__Assignment__
Look through the data below and, wherever a line carries the word "taken", please copy that line.

__Data records__
* * * * *
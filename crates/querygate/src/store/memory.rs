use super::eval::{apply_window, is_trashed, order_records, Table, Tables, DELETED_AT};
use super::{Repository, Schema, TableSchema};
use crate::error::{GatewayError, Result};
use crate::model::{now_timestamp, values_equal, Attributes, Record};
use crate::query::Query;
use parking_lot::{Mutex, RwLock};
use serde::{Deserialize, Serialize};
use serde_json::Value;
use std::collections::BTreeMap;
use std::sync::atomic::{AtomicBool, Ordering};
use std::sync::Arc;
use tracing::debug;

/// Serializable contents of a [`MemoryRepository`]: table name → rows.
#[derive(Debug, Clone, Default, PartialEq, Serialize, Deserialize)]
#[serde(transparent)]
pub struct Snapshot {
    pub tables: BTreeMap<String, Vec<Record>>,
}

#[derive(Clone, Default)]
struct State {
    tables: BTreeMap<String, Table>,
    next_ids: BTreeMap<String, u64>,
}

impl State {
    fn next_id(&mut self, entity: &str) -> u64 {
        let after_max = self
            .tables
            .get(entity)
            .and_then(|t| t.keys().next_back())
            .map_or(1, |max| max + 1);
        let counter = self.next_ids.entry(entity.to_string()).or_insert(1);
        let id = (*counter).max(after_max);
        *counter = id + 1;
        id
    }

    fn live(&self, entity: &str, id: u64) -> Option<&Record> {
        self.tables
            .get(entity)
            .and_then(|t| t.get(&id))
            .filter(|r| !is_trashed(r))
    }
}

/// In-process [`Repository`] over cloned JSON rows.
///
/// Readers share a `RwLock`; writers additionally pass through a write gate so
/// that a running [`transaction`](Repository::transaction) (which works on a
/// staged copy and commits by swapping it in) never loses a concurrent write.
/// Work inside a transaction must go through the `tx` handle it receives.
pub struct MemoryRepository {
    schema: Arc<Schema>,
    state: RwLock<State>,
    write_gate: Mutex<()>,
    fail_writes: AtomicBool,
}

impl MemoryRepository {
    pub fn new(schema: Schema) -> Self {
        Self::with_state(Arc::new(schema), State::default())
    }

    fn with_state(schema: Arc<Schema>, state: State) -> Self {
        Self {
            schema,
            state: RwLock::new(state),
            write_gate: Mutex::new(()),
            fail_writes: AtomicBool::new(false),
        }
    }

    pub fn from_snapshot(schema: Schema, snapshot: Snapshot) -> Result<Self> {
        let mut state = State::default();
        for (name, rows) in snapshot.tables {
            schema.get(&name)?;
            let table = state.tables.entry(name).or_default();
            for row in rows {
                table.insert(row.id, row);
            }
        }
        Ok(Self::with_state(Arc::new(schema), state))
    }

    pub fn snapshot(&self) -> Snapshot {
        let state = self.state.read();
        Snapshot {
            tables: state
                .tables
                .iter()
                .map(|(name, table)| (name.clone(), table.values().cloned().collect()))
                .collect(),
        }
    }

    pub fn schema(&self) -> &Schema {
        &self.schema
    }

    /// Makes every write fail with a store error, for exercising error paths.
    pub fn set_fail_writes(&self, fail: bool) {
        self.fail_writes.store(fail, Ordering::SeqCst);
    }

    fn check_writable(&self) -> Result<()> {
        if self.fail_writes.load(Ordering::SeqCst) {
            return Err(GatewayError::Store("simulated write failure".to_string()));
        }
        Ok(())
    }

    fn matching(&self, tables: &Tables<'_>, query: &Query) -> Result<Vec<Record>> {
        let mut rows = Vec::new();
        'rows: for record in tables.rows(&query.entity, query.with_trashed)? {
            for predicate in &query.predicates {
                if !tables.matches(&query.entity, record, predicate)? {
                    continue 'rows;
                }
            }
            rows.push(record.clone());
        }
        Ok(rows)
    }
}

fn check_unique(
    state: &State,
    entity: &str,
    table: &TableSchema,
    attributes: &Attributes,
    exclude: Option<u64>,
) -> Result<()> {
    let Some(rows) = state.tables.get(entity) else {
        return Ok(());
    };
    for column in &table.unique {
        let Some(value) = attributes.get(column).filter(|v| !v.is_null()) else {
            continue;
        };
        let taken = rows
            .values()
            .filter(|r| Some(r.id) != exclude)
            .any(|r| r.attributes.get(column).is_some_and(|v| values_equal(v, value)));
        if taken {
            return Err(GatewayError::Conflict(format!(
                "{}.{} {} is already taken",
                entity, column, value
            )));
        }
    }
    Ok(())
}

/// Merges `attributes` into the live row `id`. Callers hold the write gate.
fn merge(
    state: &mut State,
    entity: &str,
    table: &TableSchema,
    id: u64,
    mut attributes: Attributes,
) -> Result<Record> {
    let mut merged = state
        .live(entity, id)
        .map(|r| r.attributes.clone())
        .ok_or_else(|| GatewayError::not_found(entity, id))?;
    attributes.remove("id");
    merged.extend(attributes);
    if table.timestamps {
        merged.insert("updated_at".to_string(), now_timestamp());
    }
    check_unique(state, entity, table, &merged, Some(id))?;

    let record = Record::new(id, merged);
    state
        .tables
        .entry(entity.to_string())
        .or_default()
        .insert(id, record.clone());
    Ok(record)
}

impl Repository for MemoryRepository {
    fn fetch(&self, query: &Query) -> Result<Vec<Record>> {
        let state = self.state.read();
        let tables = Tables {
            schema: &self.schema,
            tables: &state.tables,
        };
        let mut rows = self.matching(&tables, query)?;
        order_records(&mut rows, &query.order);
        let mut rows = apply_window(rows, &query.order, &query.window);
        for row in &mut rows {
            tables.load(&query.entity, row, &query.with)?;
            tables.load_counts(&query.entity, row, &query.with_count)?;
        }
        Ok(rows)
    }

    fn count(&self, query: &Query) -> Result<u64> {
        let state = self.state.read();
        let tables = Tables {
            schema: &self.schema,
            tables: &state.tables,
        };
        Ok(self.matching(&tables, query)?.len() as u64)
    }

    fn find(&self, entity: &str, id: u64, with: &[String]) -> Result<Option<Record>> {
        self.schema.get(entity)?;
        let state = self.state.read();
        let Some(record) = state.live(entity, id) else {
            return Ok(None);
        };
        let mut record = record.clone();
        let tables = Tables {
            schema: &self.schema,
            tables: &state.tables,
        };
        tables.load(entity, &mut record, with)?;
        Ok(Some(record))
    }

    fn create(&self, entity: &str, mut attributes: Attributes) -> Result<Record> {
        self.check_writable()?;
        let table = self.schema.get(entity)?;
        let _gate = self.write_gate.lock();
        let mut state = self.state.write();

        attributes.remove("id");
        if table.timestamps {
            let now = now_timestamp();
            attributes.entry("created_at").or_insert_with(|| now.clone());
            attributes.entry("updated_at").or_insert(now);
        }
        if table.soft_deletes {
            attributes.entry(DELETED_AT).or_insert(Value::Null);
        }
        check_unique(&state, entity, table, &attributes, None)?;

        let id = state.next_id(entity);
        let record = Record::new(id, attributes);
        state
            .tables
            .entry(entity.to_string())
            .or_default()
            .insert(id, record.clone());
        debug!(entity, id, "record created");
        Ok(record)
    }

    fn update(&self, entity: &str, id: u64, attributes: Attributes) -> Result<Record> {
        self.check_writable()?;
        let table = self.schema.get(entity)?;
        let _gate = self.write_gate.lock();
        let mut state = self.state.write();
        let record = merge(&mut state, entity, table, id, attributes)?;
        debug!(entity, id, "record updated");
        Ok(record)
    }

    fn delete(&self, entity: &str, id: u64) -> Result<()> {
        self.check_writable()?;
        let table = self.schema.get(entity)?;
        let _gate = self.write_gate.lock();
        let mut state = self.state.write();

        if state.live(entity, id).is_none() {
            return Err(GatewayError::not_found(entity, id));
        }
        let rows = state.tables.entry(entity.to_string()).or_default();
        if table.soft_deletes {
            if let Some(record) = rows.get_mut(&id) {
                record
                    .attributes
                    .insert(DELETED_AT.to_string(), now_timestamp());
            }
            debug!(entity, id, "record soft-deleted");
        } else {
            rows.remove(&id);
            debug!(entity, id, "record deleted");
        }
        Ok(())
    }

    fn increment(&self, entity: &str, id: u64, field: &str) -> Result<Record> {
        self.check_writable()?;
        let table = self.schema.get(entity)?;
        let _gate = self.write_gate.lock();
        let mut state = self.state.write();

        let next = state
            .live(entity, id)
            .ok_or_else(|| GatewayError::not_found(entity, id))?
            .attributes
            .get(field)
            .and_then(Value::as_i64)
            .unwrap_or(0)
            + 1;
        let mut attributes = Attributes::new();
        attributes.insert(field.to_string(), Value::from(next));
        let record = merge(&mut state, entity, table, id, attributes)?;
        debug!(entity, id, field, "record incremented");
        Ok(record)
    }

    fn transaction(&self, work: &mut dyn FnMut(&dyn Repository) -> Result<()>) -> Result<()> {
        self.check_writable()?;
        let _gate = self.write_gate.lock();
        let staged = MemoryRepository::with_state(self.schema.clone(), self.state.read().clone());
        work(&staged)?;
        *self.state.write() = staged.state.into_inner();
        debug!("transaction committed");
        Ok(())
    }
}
* * * * *
__Output of the task__
        let taken = rows
        if taken {
                "{}.{} {} is already taken",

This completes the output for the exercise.